═══ Data under study

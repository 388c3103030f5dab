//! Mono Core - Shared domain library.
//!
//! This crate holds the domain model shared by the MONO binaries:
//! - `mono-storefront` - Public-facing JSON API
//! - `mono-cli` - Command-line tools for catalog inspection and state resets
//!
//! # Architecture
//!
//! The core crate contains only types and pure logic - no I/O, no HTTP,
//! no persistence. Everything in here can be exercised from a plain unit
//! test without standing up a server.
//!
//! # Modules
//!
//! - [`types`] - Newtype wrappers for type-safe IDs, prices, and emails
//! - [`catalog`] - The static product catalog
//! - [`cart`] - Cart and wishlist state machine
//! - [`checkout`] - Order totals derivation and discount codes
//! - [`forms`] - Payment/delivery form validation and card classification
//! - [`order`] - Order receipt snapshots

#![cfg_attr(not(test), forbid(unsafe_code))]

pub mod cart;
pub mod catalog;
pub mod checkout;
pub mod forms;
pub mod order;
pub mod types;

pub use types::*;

══════

_Problem statement:_ Take each line from the preceding material that contains "domain" and copy it.

_Answer for this exercise:_
//! Mono Core - Shared domain library.
//! This crate holds the domain model shared by the MONO binaries:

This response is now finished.